### TASK GOAL
Show every line of the data that includes the word "sequenceLength".

### THE INPUT
------------------------------------------------

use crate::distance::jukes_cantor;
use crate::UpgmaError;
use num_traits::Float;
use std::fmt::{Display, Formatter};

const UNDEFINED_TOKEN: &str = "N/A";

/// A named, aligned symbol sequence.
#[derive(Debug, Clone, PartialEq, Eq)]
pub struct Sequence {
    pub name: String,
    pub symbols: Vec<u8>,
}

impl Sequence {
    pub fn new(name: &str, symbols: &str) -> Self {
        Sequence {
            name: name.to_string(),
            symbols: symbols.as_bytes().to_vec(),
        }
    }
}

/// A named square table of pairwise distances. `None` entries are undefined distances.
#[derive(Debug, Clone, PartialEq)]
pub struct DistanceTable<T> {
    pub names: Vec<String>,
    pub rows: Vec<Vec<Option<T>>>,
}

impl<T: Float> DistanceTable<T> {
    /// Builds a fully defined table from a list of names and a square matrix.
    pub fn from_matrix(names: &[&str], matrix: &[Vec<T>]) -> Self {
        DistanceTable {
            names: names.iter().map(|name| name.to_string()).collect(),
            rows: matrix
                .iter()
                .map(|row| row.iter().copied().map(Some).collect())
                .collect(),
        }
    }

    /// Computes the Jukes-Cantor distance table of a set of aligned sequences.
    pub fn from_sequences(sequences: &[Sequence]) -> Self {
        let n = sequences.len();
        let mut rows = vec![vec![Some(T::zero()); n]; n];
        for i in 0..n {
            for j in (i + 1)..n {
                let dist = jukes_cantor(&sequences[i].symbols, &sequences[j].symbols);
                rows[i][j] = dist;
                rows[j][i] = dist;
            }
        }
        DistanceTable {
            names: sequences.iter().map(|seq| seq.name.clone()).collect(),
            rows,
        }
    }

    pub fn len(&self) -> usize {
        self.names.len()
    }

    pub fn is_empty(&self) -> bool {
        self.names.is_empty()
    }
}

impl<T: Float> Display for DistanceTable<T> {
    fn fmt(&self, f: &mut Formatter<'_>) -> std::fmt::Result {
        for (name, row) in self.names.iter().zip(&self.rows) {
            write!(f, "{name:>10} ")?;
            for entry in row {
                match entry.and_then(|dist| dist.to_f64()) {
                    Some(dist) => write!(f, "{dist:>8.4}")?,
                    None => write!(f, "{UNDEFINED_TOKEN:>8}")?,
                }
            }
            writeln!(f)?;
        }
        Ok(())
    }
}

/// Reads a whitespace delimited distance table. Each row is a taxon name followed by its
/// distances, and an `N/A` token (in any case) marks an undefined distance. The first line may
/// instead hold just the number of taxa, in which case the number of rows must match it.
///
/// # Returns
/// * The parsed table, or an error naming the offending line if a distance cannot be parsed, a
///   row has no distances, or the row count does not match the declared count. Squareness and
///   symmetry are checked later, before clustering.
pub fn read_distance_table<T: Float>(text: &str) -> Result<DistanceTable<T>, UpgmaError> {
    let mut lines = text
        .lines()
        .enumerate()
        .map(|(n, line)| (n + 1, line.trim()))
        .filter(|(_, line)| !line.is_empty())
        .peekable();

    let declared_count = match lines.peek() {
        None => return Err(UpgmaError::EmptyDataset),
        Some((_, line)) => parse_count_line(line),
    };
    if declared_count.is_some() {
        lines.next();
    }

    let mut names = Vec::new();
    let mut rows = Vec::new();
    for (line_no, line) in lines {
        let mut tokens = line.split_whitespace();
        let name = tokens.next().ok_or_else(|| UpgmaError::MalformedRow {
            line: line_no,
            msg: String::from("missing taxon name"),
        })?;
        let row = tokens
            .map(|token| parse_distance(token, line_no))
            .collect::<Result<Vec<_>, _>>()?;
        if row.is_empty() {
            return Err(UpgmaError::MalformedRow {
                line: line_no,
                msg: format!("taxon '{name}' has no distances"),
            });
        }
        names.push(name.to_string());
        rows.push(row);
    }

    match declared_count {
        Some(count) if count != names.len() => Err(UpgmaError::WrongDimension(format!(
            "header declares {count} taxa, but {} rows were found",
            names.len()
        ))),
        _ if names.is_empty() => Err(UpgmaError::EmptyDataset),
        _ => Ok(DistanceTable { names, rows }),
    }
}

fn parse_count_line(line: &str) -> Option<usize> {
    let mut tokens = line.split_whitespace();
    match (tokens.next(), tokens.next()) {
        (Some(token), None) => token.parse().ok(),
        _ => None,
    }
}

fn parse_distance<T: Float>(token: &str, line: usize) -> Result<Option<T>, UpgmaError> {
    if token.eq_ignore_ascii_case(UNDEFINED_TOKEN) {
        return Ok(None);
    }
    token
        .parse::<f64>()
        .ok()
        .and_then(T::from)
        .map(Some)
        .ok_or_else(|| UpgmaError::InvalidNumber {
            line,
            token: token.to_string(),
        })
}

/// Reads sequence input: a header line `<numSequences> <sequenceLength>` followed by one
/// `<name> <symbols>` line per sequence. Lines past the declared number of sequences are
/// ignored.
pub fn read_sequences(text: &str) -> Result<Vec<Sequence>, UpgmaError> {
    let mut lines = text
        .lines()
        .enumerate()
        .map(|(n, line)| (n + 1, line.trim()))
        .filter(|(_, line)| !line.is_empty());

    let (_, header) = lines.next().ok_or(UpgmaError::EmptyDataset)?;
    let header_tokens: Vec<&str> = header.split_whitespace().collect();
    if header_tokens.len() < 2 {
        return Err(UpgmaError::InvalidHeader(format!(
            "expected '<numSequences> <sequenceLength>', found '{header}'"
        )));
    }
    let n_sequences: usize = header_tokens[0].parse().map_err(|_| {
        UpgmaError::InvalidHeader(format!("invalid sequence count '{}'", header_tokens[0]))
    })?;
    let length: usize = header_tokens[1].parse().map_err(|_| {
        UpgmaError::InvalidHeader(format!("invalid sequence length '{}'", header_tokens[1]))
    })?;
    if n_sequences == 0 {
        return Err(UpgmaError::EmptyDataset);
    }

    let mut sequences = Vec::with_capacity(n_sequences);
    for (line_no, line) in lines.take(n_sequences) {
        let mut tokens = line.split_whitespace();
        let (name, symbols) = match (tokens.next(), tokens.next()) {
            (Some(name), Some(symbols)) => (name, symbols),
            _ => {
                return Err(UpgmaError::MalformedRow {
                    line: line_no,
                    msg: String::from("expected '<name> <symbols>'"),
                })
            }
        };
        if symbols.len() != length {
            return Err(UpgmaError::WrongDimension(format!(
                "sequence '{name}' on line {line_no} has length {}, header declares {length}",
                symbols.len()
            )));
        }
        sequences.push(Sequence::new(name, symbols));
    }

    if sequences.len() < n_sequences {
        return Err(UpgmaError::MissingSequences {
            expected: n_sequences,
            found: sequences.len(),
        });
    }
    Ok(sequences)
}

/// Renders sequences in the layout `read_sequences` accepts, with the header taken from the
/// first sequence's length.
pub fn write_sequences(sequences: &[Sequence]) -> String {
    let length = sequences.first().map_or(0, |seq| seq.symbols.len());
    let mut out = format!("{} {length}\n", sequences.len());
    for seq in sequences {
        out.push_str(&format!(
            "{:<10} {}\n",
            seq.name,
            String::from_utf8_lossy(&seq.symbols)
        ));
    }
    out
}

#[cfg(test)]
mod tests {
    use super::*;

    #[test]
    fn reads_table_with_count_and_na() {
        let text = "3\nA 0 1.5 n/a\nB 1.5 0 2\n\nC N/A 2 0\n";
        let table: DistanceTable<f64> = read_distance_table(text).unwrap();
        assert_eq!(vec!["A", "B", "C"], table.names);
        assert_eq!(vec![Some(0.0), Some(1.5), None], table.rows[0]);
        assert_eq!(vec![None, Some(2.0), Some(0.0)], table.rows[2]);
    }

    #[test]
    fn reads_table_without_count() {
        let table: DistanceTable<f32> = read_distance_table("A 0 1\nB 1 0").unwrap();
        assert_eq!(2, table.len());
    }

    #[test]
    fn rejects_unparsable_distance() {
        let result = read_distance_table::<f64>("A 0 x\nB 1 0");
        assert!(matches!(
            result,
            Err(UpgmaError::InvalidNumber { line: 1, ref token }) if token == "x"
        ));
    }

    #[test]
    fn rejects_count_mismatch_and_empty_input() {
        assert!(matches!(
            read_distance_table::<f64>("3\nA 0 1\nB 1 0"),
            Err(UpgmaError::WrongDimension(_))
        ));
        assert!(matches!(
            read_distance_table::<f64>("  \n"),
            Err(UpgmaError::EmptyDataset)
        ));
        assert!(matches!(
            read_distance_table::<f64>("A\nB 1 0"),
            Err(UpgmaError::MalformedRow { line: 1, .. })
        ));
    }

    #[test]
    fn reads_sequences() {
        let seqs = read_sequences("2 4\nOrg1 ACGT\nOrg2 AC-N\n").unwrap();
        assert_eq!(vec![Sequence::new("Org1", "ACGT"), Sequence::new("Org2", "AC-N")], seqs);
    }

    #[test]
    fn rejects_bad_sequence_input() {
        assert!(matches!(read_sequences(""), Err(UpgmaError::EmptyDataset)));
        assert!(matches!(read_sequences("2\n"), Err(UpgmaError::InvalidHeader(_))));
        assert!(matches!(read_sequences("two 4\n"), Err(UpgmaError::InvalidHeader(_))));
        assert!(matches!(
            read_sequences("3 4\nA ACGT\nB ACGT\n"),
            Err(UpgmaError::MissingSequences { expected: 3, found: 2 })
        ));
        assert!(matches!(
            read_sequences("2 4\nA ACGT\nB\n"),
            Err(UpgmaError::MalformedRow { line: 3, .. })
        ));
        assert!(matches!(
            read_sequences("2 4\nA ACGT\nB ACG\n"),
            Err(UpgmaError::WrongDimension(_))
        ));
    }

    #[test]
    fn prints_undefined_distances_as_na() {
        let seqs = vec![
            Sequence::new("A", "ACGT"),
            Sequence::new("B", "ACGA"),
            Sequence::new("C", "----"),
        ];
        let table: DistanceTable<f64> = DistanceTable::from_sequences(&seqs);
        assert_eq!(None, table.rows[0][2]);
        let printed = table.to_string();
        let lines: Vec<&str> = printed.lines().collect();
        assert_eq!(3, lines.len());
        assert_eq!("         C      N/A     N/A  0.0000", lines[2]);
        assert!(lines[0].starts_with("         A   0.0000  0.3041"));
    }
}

------------------------------------------------

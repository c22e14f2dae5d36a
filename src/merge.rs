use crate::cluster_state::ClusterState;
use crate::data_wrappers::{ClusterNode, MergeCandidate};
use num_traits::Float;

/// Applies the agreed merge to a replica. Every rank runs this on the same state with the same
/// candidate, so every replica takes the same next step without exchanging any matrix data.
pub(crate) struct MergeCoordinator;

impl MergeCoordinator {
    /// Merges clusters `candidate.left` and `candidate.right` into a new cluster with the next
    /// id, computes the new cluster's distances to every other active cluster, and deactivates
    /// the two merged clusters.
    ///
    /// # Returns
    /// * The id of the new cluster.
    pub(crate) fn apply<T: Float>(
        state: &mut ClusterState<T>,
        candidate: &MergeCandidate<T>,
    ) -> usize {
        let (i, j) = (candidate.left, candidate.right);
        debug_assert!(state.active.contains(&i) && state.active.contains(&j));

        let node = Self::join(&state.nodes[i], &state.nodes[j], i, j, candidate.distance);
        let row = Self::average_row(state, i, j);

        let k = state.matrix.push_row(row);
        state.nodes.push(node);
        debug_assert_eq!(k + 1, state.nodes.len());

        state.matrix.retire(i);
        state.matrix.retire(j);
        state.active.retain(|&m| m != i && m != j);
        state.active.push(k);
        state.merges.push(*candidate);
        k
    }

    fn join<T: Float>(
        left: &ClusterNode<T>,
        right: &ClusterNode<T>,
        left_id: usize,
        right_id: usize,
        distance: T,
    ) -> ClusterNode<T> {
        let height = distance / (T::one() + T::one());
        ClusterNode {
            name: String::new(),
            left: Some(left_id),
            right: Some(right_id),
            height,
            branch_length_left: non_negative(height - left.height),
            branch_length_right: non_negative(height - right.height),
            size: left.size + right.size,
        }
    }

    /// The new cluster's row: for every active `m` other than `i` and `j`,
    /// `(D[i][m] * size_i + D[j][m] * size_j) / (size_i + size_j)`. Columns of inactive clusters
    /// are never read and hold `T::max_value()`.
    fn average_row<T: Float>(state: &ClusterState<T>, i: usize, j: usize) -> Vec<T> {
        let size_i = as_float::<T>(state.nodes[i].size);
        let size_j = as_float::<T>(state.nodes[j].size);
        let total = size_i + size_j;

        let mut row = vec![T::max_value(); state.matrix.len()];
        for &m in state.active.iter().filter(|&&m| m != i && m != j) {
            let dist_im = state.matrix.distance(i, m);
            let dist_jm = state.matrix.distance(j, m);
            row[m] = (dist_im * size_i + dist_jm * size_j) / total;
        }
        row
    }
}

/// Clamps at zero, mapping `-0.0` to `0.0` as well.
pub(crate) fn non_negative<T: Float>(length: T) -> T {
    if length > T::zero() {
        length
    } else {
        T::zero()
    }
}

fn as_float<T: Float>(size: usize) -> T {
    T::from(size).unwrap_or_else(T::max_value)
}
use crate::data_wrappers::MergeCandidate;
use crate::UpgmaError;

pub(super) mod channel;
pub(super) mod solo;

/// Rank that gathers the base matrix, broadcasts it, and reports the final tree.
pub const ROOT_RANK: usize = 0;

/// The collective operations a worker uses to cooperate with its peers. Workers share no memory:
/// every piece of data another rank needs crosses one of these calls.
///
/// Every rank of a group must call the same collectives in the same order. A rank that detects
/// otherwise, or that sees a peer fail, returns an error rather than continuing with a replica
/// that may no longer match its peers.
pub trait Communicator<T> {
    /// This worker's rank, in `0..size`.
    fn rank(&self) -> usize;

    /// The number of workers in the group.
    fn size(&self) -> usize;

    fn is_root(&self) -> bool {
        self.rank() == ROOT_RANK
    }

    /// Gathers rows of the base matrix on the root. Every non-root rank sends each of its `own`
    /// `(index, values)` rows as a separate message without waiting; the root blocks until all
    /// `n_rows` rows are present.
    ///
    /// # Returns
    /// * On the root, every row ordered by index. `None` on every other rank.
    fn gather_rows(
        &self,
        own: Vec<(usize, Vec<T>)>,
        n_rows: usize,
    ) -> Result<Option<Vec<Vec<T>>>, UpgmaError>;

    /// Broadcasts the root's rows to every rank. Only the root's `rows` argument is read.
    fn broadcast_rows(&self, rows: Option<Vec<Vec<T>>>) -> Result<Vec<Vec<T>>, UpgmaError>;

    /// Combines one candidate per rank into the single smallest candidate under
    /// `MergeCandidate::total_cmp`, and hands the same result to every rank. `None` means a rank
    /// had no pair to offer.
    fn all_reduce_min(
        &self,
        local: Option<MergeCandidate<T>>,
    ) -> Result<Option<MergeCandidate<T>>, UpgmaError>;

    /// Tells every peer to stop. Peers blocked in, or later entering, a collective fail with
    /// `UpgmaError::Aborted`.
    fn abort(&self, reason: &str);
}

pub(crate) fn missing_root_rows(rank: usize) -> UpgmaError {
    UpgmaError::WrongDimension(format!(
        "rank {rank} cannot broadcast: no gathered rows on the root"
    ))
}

------------------------------------------------

### WRITTEN SOLUTION
/// Reads sequence input: a header line `<numSequences> <sequenceLength>` followed by one
            "expected '<numSequences> <sequenceLength>', found '{header}'"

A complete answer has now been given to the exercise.